[[ RECORDS FOR THIS TASK open ]]

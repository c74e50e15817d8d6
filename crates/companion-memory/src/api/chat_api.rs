use axum::{
    extract::{rejection::JsonRejection, Path, Query, State},
    Json,
};
use chrono::{DateTime, Utc};
use serde::{Deserialize, Serialize};
use serde_json::{json, Value};
use std::time::Duration;
use tracing::{debug, error, warn};
use validator::Validate;

use crate::api::{validate_user_id, validated, ApiError, PromptBuilder};
use crate::memory_db::schema::Tone;
use crate::metrics;
use crate::shared_state::AppState;
use crate::utils::TextUtils;
use crate::worker_threads::llm_worker::generate_with_deadline;
use crate::worker_threads::PostProcessJob;

const DEFAULT_HISTORY_LIMIT: usize = 50;

#[derive(Debug, Deserialize, Validate)]
#[serde(rename_all = "camelCase")]
pub struct ChatRequest {
    #[serde(default)]
    #[validate(length(min = 1, max = 256))]
    pub user_id: String,
    #[serde(default)]
    #[validate(length(min = 1, max = 16384))]
    pub message: String,
}

#[derive(Debug, Serialize)]
#[serde(rename_all = "camelCase")]
pub struct ChatResponse {
    pub response: String,
    pub tone: Tone,
    pub tone_shift: bool,
    pub timestamp: DateTime<Utc>,
}

#[derive(Debug, Deserialize)]
pub struct HistoryQuery {
    pub limit: Option<String>,
}

/// One conversational turn: classify, generate the reply, persist it, then
/// hand bookkeeping to the background worker.
pub async fn chat(
    State(state): State<AppState>,
    payload: Result<Json<ChatRequest>, JsonRejection>,
) -> Result<Json<ChatResponse>, ApiError> {
    let request = validated(payload, "userId and message are required")?;
    validate_user_id(&request.user_id)?;
    if request.message.trim().is_empty() {
        return Err(ApiError::bad_request("userId and message are required"));
    }

    let engine = &state.engine;
    let turn = engine.handle_turn(&request.user_id, &request.message).map_err(|e| {
        metrics::inc_request("chat", "error");
        error!("Failed to load memory for {}: {}", request.user_id, e);
        ApiError::internal(format!("Failed to process chat message: {}", e))
    })?;

    let prompt = PromptBuilder::new(&state.config.bot_name).build(&turn, &request.message);
    let deadline = Duration::from_secs(state.config.generation_timeout_seconds);
    let reply = match generate_with_deadline(engine.generator().as_ref(), &prompt, deadline).await {
        Ok(text) => text.trim().to_string(),
        Err(e) => {
            metrics::inc_request("chat", "generation_error");
            warn!("Reply generation failed for {}: {}", request.user_id, e);
            return Err(ApiError::bad_gateway(format!("Failed to generate response: {}", e)));
        }
    };

    engine
        .record_turn(&request.user_id, &request.message, &reply, turn.tone)
        .map_err(|e| {
            metrics::inc_request("chat", "error");
            error!("Failed to save turn for {}: {}", request.user_id, e);
            ApiError::internal(format!("Failed to save conversation: {}", e))
        })?;

    state.post_process.enqueue(PostProcessJob {
        user_id: request.user_id.clone(),
        user_message: request.message.clone(),
        assistant_message: reply.clone(),
        tone: turn.tone,
    });

    metrics::inc_request("chat", "ok");
    debug!(
        "Replied to {} with tone {}: {}",
        request.user_id,
        turn.tone,
        TextUtils::truncate_with_ellipsis(&reply, 80)
    );
    Ok(Json(ChatResponse {
        response: reply,
        tone: turn.tone,
        tone_shift: turn.tone_shift,
        timestamp: Utc::now(),
    }))
}

/// Tail of the active session. A missing, zero or unparsable limit means 50.
pub async fn chat_history(
    State(state): State<AppState>,
    Path(user_id): Path<String>,
    Query(query): Query<HistoryQuery>,
) -> Result<Json<Value>, ApiError> {
    validate_user_id(&user_id)?;
    let limit = query
        .limit
        .as_deref()
        .and_then(|l| l.trim().parse::<usize>().ok())
        .filter(|l| *l > 0)
        .unwrap_or(DEFAULT_HISTORY_LIMIT);

    match state.engine.session_store().recent_context(&user_id, limit) {
        Ok(messages) => {
            metrics::inc_request("chat_history", "ok");
            Ok(Json(json!({ "messages": messages })))
        }
        Err(e) => {
            metrics::inc_request("chat_history", "error");
            error!("Failed to load history for {}: {}", user_id, e);
            Err(ApiError::internal(format!("Failed to retrieve chat history: {}", e)))
        }
    }
}
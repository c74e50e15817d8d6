//! Folds long, uncompacted sessions into a summary plus a short tail

use serde::Serialize;
use std::sync::Arc;
use std::time::Duration;
use tracing::{debug, info, warn};

use crate::memory_db::schema::Session;
use crate::memory_engine::memory_store::MemoryStore;
use crate::memory_engine::session_store::SessionStore;
use crate::utils::TopicExtractor;
use crate::worker_threads::llm_worker::{generate_with_deadline, TextGenerator};

/// Sessions with this many messages or fewer are left alone.
pub const COMPACTION_MIN_MESSAGES: usize = 10;
pub const COMPACTED_TAIL: usize = 5;
pub const DEFAULT_BATCH_LIMIT: usize = 20;
pub const PLACEHOLDER_SUMMARY: &str = "Conversation summary (compressed)";

#[derive(Debug, Clone, Copy, Default, PartialEq, Eq, Serialize)]
pub struct CompactionReport {
    pub examined: usize,
    pub compacted: usize,
    pub skipped: usize,
    pub failed: usize,
}

pub struct Compactor {
    sessions: Arc<SessionStore>,
    memory: Arc<MemoryStore>,
    generator: Arc<dyn TextGenerator>,
    generation_timeout: Duration,
}

impl Compactor {
    pub fn new(
        sessions: Arc<SessionStore>,
        memory: Arc<MemoryStore>,
        generator: Arc<dyn TextGenerator>,
        generation_timeout: Duration,
    ) -> Self {
        Self { sessions, memory, generator, generation_timeout }
    }

    /// Compacts up to `batch_limit` of the user's newest uncompacted sessions.
    /// Only the selection query can fail the whole run; a failing session is
    /// counted and the rest of the batch continues.
    pub async fn compress_old_sessions(
        &self,
        user_id: &str,
        batch_limit: usize,
    ) -> anyhow::Result<CompactionReport> {
        let candidates = self.sessions.uncompressed_sessions(user_id, batch_limit)?;
        let mut report = CompactionReport::default();

        for mut session in candidates {
            report.examined += 1;
            if session.messages.len() <= COMPACTION_MIN_MESSAGES {
                report.skipped += 1;
                continue;
            }
            match self.compact_session(&mut session).await {
                Ok(()) => report.compacted += 1,
                Err(e) => {
                    warn!("Compaction of session {} for {} failed: {}", session.id, user_id, e);
                    report.failed += 1;
                }
            }
        }

        if report.compacted > 0 {
            crate::metrics::inc_compacted(report.compacted as u64);
        }
        info!(
            "Compaction for {}: {} examined, {} compacted, {} skipped, {} failed",
            user_id, report.examined, report.compacted, report.skipped, report.failed
        );
        Ok(report)
    }

    async fn compact_session(&self, session: &mut Session) -> anyhow::Result<()> {
        let transcript = session
            .messages
            .iter()
            .map(|m| format!("{}: {}", m.role.as_str(), m.content))
            .collect::<Vec<_>>()
            .join("\n");

        let summary = self.summarize(&session.id, &transcript).await;

        // updated_at is left alone so a compacted session never becomes the
        // active one again.
        session.summary = Some(summary.clone());
        session.is_compressed = true;
        let excess = session.messages.len().saturating_sub(COMPACTED_TAIL);
        session.messages.drain(..excess);
        session.version += 1;
        self.sessions.save(session)?;

        let topics = TopicExtractor::extract_topics(&transcript);
        self.memory
            .append_summary(&session.user_id, &summary, topics, session.created_at)?;

        debug!("Compacted session {} ({} messages dropped)", session.id, excess);
        Ok(())
    }

    async fn summarize(&self, session_id: &str, transcript: &str) -> String {
        let prompt = format!(
            "Summarize this conversation in 2-3 sentences, focusing on key topics, \
             user preferences, and important information:\n\n{}",
            transcript
        );
        match generate_with_deadline(self.generator.as_ref(), &prompt, self.generation_timeout).await {
            Ok(text) if !text.trim().is_empty() => text.trim().to_string(),
            Ok(_) => {
                warn!("Empty summary for session {}, using placeholder", session_id);
                PLACEHOLDER_SUMMARY.to_string()
            }
            Err(e) => {
                warn!("Summary generation failed for session {}: {}", session_id, e);
                PLACEHOLDER_SUMMARY.to_string()
            }
        }
    }
}
//! Background post-processing worker
//!
//! The route layer enqueues one job per completed turn and returns
//! immediately. The worker loop spawns a task per job, so a slow or failing
//! user never holds up another, and outcomes only reach logs and metrics.
//! Jobs already started are awaited before the worker exits.
use std::sync::Arc;
use tokio::sync::mpsc;
use tokio::task::{JoinHandle, JoinSet};
use tracing::{debug, info, warn};

use crate::memory_db::schema::Tone;
use crate::memory_engine::MemoryEngine;

#[derive(Debug, Clone)]
pub struct PostProcessJob {
    pub user_id: String,
    pub user_message: String,
    pub assistant_message: String,
    pub tone: Tone,
}

pub enum PostProcessCommand {
    Process(PostProcessJob),
    Shutdown,
}

/// Cloneable handle used to submit work.
#[derive(Clone)]
pub struct PostProcessQueue {
    sender: mpsc::UnboundedSender<PostProcessCommand>,
}

impl PostProcessQueue {
    /// Returns false when the worker has stopped; the job is dropped.
    pub fn enqueue(&self, job: PostProcessJob) -> bool {
        let user_id = job.user_id.clone();
        match self.sender.send(PostProcessCommand::Process(job)) {
            Ok(()) => true,
            Err(_) => {
                warn!("Post-process worker stopped, dropping job for {}", user_id);
                crate::metrics::inc_background_task("post_process", "dropped");
                false
            }
        }
    }

    pub fn shutdown(&self) {
        let _ = self.sender.send(PostProcessCommand::Shutdown);
    }
}

pub struct PostProcessWorker {
    engine: Arc<MemoryEngine>,
    receiver: mpsc::UnboundedReceiver<PostProcessCommand>,
}

impl PostProcessWorker {
    /// Starts the worker loop on the current tokio runtime.
    pub fn spawn(engine: Arc<MemoryEngine>) -> (PostProcessQueue, JoinHandle<()>) {
        let (sender, receiver) = mpsc::unbounded_channel();
        let worker = Self { engine, receiver };
        let handle = tokio::spawn(worker.run());
        info!("Post-process worker started");
        (PostProcessQueue { sender }, handle)
    }

    /// Stops on `Shutdown` or when every queue handle is gone, then waits for
    /// jobs already started.
    async fn run(self) {
        let Self { engine, mut receiver } = self;
        let mut in_flight = JoinSet::new();

        loop {
            tokio::select! {
                command = receiver.recv() => match command {
                    Some(PostProcessCommand::Process(job)) => {
                        in_flight.spawn(Self::process(engine.clone(), job));
                    }
                    Some(PostProcessCommand::Shutdown) | None => {
                        info!("Post-process worker shutting down");
                        break;
                    }
                },
                Some(_) = in_flight.join_next(), if !in_flight.is_empty() => {}
            }
        }

        if !in_flight.is_empty() {
            info!("Waiting for {} in-flight post-process jobs", in_flight.len());
        }
        while in_flight.join_next().await.is_some() {}
        debug!("Post-process worker loop exited");
    }

    async fn process(engine: Arc<MemoryEngine>, job: PostProcessJob) {
        let result = engine
            .post_process(&job.user_id, &job.user_message, &job.assistant_message, job.tone)
            .await;
        match result {
            Ok(outcome) => {
                crate::metrics::inc_background_task("post_process", "ok");
                if let Some(report) = outcome.compaction {
                    let status = if report.failed > 0 { "partial" } else { "ok" };
                    crate::metrics::inc_background_task("compaction", status);
                }
            }
            Err(e) => {
                warn!("Post-processing failed for user {}: {}", job.user_id, e);
                crate::metrics::inc_background_task("post_process", "error");
            }
        }
    }
}

#[cfg(test)]
mod tests {
    use super::*;
    use crate::document_store::InMemoryDocumentStore;
    use crate::memory_engine::EngineConfig;
    use crate::worker_threads::llm_worker::TextGenerator;
    use async_trait::async_trait;
    use std::time::Duration;

    struct FactGenerator;

    #[async_trait]
    impl TextGenerator for FactGenerator {
        async fn generate(&self, prompt: &str) -> anyhow::Result<String> {
            if prompt.contains("explode") {
                return Err(anyhow::anyhow!("backend exploded"));
            }
            Ok(r#"["User enjoys gardening"]"#.to_string())
        }
    }

    struct SlowFactGenerator;

    #[async_trait]
    impl TextGenerator for SlowFactGenerator {
        async fn generate(&self, _prompt: &str) -> anyhow::Result<String> {
            tokio::time::sleep(Duration::from_millis(100)).await;
            Ok(r#"["User enjoys gardening"]"#.to_string())
        }
    }

    fn engine() -> Arc<MemoryEngine> {
        let config = EngineConfig { compaction_probability: 0.0, ..EngineConfig::default() };
        Arc::new(MemoryEngine::new(Arc::new(InMemoryDocumentStore::new()), Arc::new(FactGenerator), config))
    }

    fn job(user_id: &str, message: &str) -> PostProcessJob {
        PostProcessJob {
            user_id: user_id.to_string(),
            user_message: message.to_string(),
            assistant_message: "ok".to_string(),
            tone: Tone::Neutral,
        }
    }

    async fn wait_for_facts(engine: &MemoryEngine, user_id: &str) -> usize {
        for _ in 0..100 {
            let facts = engine.get_memory_snapshot(user_id).unwrap().memory.facts.len();
            if facts > 0 {
                return facts;
            }
            tokio::time::sleep(Duration::from_millis(10)).await;
        }
        0
    }

    #[tokio::test]
    async fn test_enqueued_job_updates_memory() {
        let engine = engine();
        let (queue, _handle) = PostProcessWorker::spawn(engine.clone());
        engine.get_memory_snapshot("u1").unwrap();

        assert!(queue.enqueue(job("u1", "I spent the weekend gardening")));
        assert_eq!(wait_for_facts(&engine, "u1").await, 1);
    }

    #[tokio::test]
    async fn test_failed_generation_does_not_affect_other_users() {
        let engine = engine();
        let (queue, _handle) = PostProcessWorker::spawn(engine.clone());
        // create both records up front so polling never races the worker's write
        engine.get_memory_snapshot("u1").unwrap();
        engine.get_memory_snapshot("u2").unwrap();

        assert!(queue.enqueue(job("u1", "please explode")));
        assert!(queue.enqueue(job("u2", "I spent the weekend gardening")));

        assert_eq!(wait_for_facts(&engine, "u2").await, 1);
        assert!(engine.get_memory_snapshot("u1").unwrap().memory.facts.is_empty());
    }

    #[tokio::test]
    async fn test_shutdown_stops_worker() {
        let (queue, handle) = PostProcessWorker::spawn(engine());
        queue.shutdown();
        tokio::time::timeout(Duration::from_secs(1), handle).await.unwrap().unwrap();
        assert!(!queue.enqueue(job("u1", "too late")));
    }

    #[tokio::test]
    async fn test_shutdown_waits_for_in_flight_jobs() {
        let config = EngineConfig { compaction_probability: 0.0, ..EngineConfig::default() };
        let engine = Arc::new(MemoryEngine::new(
            Arc::new(InMemoryDocumentStore::new()),
            Arc::new(SlowFactGenerator),
            config,
        ));
        let (queue, handle) = PostProcessWorker::spawn(engine.clone());

        assert!(queue.enqueue(job("u1", "I spent the weekend gardening")));
        queue.shutdown();
        tokio::time::timeout(Duration::from_secs(5), handle).await.unwrap().unwrap();

        let memory = engine.get_memory_snapshot("u1").unwrap().memory;
        assert_eq!(memory.facts.len(), 1);
    }
}
//! User profile documents
use crate::memory_db::schema::UserProfile;
use crate::memory_db::sql_timestamp;
use rusqlite::params;
use tracing::debug;
use std::sync::Arc;
use r2d2::Pool;
use r2d2_sqlite::SqliteConnectionManager;

pub struct ProfileStore {
    pool: Arc<Pool<SqliteConnectionManager>>,
}

impl ProfileStore {
    pub fn new(pool: Arc<Pool<SqliteConnectionManager>>) -> Self {
        Self { pool }
    }

    fn get_conn(&self) -> anyhow::Result<r2d2::PooledConnection<SqliteConnectionManager>> {
        self.pool.get()
            .map_err(|e| anyhow::anyhow!("Failed to get connection from pool: {}", e))
    }

    pub fn find(&self, user_id: &str) -> anyhow::Result<Option<UserProfile>> {
        let conn = self.get_conn()?;
        let mut stmt = conn.prepare("SELECT document FROM user_profiles WHERE user_id = ?1")?;
        let mut rows = stmt.query([user_id])?;

        if let Some(row) = rows.next()? {
            let document: String = row.get(0)?;
            let profile = serde_json::from_str(&document)
                .map_err(|e| anyhow::anyhow!("Profile JSON error for {}: {}", user_id, e))?;
            Ok(Some(profile))
        } else {
            Ok(None)
        }
    }

    pub fn upsert(&self, profile: &UserProfile) -> anyhow::Result<()> {
        let conn = self.get_conn()?;
        let document = serde_json::to_string(profile)?;

        debug!("Upserting profile {} (version {})", profile.user_id, profile.version);

        conn.execute(
            "INSERT INTO user_profiles (user_id, document, version, updated_at)
             VALUES (?1, ?2, ?3, ?4)
             ON CONFLICT(user_id) DO UPDATE SET
                document = excluded.document,
                version = excluded.version,
                updated_at = excluded.updated_at",
            params![
                &profile.user_id,
                document,
                profile.version as i64,
                sql_timestamp(&profile.updated_at),
            ],
        )?;

        Ok(())
    }
}
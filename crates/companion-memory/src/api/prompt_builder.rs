//! Reply prompt assembly from a turn context
//!
//! Wording is free-form; what matters is which pieces of memory reach the
//! generator and in what order.

use crate::memory_db::schema::{Message, Role, Tone};
use crate::memory_engine::{TurnContext, UserMemory};

const MAX_PROMPT_FACTS: usize = 10;
const MIN_PROMPT_CONFIDENCE: f64 = 0.3;
const PROMPT_SUMMARIES: usize = 3;

pub struct PromptBuilder<'a> {
    bot_name: &'a str,
}

impl<'a> PromptBuilder<'a> {
    pub fn new(bot_name: &'a str) -> Self {
        Self { bot_name }
    }

    pub fn tone_guidance(tone: Tone) -> &'static str {
        match tone {
            Tone::Sad => "Respond with empathy and warmth. Acknowledge their feelings and offer gentle support.",
            Tone::Excited => "Match their energy. Be enthusiastic and positive.",
            Tone::Sarcastic => "Respond playfully with light humor. Match their wit but keep it friendly.",
            Tone::Angry => "Stay calm and understanding. Acknowledge the frustration without taking it personally.",
            Tone::Playful => "Be fun and lighthearted. Friendly banter is welcome.",
            Tone::Formal => "Use structured, polite language.",
            Tone::Casual => "Be relaxed and conversational.",
            Tone::Neutral => "Keep a balanced, friendly tone.",
        }
    }

    /// Interests, likes, dislikes and the confident facts, or `None` when the
    /// user is still a blank slate.
    pub fn memory_context(snapshot: &UserMemory) -> Option<String> {
        let preferences = &snapshot.profile.preferences;
        let mut parts = Vec::new();

        if !preferences.interests.is_empty() {
            parts.push(format!("User is interested in: {}", preferences.interests.join(", ")));
        }
        if !preferences.likes.is_empty() {
            parts.push(format!("User likes: {}", preferences.likes.join(", ")));
        }
        if !preferences.dislikes.is_empty() {
            parts.push(format!("User dislikes: {}", preferences.dislikes.join(", ")));
        }

        let facts: Vec<&str> = snapshot
            .memory
            .facts
            .iter()
            .filter(|f| f.confidence > MIN_PROMPT_CONFIDENCE)
            .take(MAX_PROMPT_FACTS)
            .map(|f| f.text.as_str())
            .collect();
        if !facts.is_empty() {
            parts.push(format!("Important facts about the user: {}", facts.join("; ")));
        }

        let summaries = &snapshot.memory.conversation_summaries;
        let recent = &summaries[summaries.len().saturating_sub(PROMPT_SUMMARIES)..];
        if !recent.is_empty() {
            let joined: Vec<&str> = recent.iter().map(|s| s.summary.as_str()).collect();
            parts.push(format!("Earlier conversations: {}", joined.join(" ")));
        }

        if parts.is_empty() {
            None
        } else {
            Some(parts.join("; "))
        }
    }

    pub fn history(&self, messages: &[Message]) -> String {
        messages
            .iter()
            .map(|m| match m.role {
                Role::User => format!("User: {}", m.content),
                Role::Assistant => format!("{}: {}", self.bot_name, m.content),
            })
            .collect::<Vec<_>>()
            .join("\n")
    }

    pub fn build(&self, turn: &TurnContext, user_message: &str) -> String {
        let name = self.bot_name;
        let memory = Self::memory_context(&turn.snapshot)
            .map(|m| format!("- {}", m))
            .unwrap_or_else(|| "- This is a new conversation.".to_string());
        let user_name = turn
            .snapshot
            .profile
            .name
            .as_ref()
            .map(|n| format!("\n- The user's name is {}. Use it naturally, not too often.", n))
            .unwrap_or_default();
        let shift = if turn.tone_shift {
            "\n- The user's mood has changed since their last message."
        } else {
            ""
        };

        format!(
            "You are {name}, a friendly, empathetic and curious conversational companion.\n\
             Stay in character as {name}. Do not describe yourself as an AI or a language model.\n\
             Never invent memories; if unsure, ask the user to remind you.\n\
             If the user contradicts something you remember, ask them to clarify.\n\n\
             MEMORY & CONTEXT:\n{memory}{user_name}\n\n\
             TONE:\n- Detected user tone: {tone}{shift}\n- {guidance}\n\n\
             Conversation:\n{history}\n\nUser: {message}\n{name}:",
            name = name,
            memory = memory,
            user_name = user_name,
            tone = turn.tone,
            shift = shift,
            guidance = Self::tone_guidance(turn.tone),
            history = self.history(&turn.context),
            message = user_message,
        )
    }
}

[[ RECORDS FOR THIS TASK closed ]]

_WHAT YOU WILL DO_.
Check each line above for the string "JsonRejection" and return those that contain it.

_COMPLETED TASK_.
    extract::{rejection::JsonRejection, Path, Query, State},
    payload: Result<Json<ChatRequest>, JsonRejection>,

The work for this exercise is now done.